----- PROVIDED ENTRIES -----
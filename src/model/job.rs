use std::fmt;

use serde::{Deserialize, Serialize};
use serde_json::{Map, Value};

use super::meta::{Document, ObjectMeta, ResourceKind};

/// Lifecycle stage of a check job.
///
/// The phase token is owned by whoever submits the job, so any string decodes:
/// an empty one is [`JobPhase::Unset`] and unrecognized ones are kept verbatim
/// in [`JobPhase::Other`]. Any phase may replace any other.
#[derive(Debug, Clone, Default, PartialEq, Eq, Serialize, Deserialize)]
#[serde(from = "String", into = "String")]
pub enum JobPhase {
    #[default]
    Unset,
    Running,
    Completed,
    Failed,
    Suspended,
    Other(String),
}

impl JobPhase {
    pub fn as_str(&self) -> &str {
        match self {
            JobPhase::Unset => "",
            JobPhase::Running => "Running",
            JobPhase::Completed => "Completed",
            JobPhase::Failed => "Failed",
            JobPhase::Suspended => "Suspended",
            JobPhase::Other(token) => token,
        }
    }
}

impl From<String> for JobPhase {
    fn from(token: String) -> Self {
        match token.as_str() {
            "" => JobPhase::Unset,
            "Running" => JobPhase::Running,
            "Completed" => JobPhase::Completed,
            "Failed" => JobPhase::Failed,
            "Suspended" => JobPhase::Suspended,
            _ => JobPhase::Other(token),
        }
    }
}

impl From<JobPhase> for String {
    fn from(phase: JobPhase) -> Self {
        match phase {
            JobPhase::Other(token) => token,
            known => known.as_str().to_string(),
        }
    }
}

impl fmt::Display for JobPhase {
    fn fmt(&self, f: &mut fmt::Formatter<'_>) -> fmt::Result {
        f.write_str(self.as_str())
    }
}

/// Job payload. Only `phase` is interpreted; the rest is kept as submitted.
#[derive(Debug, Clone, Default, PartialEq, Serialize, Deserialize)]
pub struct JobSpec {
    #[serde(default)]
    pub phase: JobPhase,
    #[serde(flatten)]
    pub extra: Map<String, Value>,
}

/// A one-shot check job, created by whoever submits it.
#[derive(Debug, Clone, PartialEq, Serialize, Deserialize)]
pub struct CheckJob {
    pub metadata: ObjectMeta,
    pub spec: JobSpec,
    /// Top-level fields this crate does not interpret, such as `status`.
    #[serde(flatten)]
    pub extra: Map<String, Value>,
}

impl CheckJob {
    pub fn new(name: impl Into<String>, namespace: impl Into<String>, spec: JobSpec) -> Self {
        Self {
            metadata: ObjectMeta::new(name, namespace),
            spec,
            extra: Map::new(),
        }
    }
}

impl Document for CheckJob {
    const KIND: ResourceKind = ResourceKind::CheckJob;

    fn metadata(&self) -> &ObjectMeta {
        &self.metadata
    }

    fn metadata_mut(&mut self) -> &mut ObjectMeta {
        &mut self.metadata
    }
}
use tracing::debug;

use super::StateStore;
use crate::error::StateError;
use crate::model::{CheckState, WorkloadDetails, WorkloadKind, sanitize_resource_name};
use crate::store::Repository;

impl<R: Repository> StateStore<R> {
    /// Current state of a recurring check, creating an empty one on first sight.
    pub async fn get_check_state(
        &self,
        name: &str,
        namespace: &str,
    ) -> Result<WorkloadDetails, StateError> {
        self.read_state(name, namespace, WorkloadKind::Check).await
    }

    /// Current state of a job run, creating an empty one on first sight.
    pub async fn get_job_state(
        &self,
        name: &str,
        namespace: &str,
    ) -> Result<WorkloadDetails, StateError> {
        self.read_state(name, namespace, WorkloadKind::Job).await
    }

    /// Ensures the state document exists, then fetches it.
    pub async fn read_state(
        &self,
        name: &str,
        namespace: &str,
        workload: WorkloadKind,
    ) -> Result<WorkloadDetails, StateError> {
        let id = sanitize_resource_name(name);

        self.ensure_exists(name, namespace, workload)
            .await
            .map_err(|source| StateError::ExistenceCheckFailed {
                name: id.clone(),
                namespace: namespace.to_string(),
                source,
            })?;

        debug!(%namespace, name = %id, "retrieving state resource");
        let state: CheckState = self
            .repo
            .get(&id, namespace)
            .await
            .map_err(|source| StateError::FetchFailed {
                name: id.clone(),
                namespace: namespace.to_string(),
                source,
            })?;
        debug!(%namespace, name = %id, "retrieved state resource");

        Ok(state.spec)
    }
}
-----
**WORK INSTRUCTIONS**
The full set of entries, copied exactly, is the expected answer.

**ANSWER TO THIS PROBLEM**
filename src/model/job.rs
use std::fmt;

use serde::{Deserialize, Serialize};
use serde_json::{Map, Value};

use super::meta::{Document, ObjectMeta, ResourceKind};

/// Lifecycle stage of a check job.
///
/// The phase token is owned by whoever submits the job, so any string decodes:
/// an empty one is [`JobPhase::Unset`] and unrecognized ones are kept verbatim
/// in [`JobPhase::Other`]. Any phase may replace any other.
#[derive(Debug, Clone, Default, PartialEq, Eq, Serialize, Deserialize)]
#[serde(from = "String", into = "String")]
pub enum JobPhase {
    #[default]
    Unset,
    Running,
    Completed,
    Failed,
    Suspended,
    Other(String),
}

impl JobPhase {
    pub fn as_str(&self) -> &str {
        match self {
            JobPhase::Unset => "",
            JobPhase::Running => "Running",
            JobPhase::Completed => "Completed",
            JobPhase::Failed => "Failed",
            JobPhase::Suspended => "Suspended",
            JobPhase::Other(token) => token,
        }
    }
}

impl From<String> for JobPhase {
    fn from(token: String) -> Self {
        match token.as_str() {
            "" => JobPhase::Unset,
            "Running" => JobPhase::Running,
            "Completed" => JobPhase::Completed,
            "Failed" => JobPhase::Failed,
            "Suspended" => JobPhase::Suspended,
            _ => JobPhase::Other(token),
        }
    }
}

impl From<JobPhase> for String {
    fn from(phase: JobPhase) -> Self {
        match phase {
            JobPhase::Other(token) => token,
            known => known.as_str().to_string(),
        }
    }
}

impl fmt::Display for JobPhase {
    fn fmt(&self, f: &mut fmt::Formatter<'_>) -> fmt::Result {
        f.write_str(self.as_str())
    }
}

/// Job payload. Only `phase` is interpreted; the rest is kept as submitted.
#[derive(Debug, Clone, Default, PartialEq, Serialize, Deserialize)]
pub struct JobSpec {
    #[serde(default)]
    pub phase: JobPhase,
    #[serde(flatten)]
    pub extra: Map<String, Value>,
}

/// A one-shot check job, created by whoever submits it.
#[derive(Debug, Clone, PartialEq, Serialize, Deserialize)]
pub struct CheckJob {
    pub metadata: ObjectMeta,
    pub spec: JobSpec,
    /// Top-level fields this crate does not interpret, such as `status`.
    #[serde(flatten)]
    pub extra: Map<String, Value>,
}

impl CheckJob {
    pub fn new(name: impl Into<String>, namespace: impl Into<String>, spec: JobSpec) -> Self {
        Self {
            metadata: ObjectMeta::new(name, namespace),
            spec,
            extra: Map::new(),
        }
    }
}

impl Document for CheckJob {
    const KIND: ResourceKind = ResourceKind::CheckJob;

    fn metadata(&self) -> &ObjectMeta {
        &self.metadata
    }

    fn metadata_mut(&mut self) -> &mut ObjectMeta {
        &mut self.metadata
    }
}
use tracing::debug;

use super::StateStore;
use crate::error::StateError;
use crate::model::{CheckState, WorkloadDetails, WorkloadKind, sanitize_resource_name};
use crate::store::Repository;

impl<R: Repository> StateStore<R> {
    /// Current state of a recurring check, creating an empty one on first sight.
    pub async fn get_check_state(
        &self,
        name: &str,
        namespace: &str,
    ) -> Result<WorkloadDetails, StateError> {
        self.read_state(name, namespace, WorkloadKind::Check).await
    }

    /// Current state of a job run, creating an empty one on first sight.
    pub async fn get_job_state(
        &self,
        name: &str,
        namespace: &str,
    ) -> Result<WorkloadDetails, StateError> {
        self.read_state(name, namespace, WorkloadKind::Job).await
    }

    /// Ensures the state document exists, then fetches it.
    pub async fn read_state(
        &self,
        name: &str,
        namespace: &str,
        workload: WorkloadKind,
    ) -> Result<WorkloadDetails, StateError> {
        let id = sanitize_resource_name(name);

        self.ensure_exists(name, namespace, workload)
            .await
            .map_err(|source| StateError::ExistenceCheckFailed {
                name: id.clone(),
                namespace: namespace.to_string(),
                source,
            })?;

        debug!(%namespace, name = %id, "retrieving state resource");
        let state: CheckState = self
            .repo
            .get(&id, namespace)
            .await
            .map_err(|source| StateError::FetchFailed {
                name: id.clone(),
                namespace: namespace.to_string(),
                source,
            })?;
        debug!(%namespace, name = %id, "retrieved state resource");

        Ok(state.spec)
    }
}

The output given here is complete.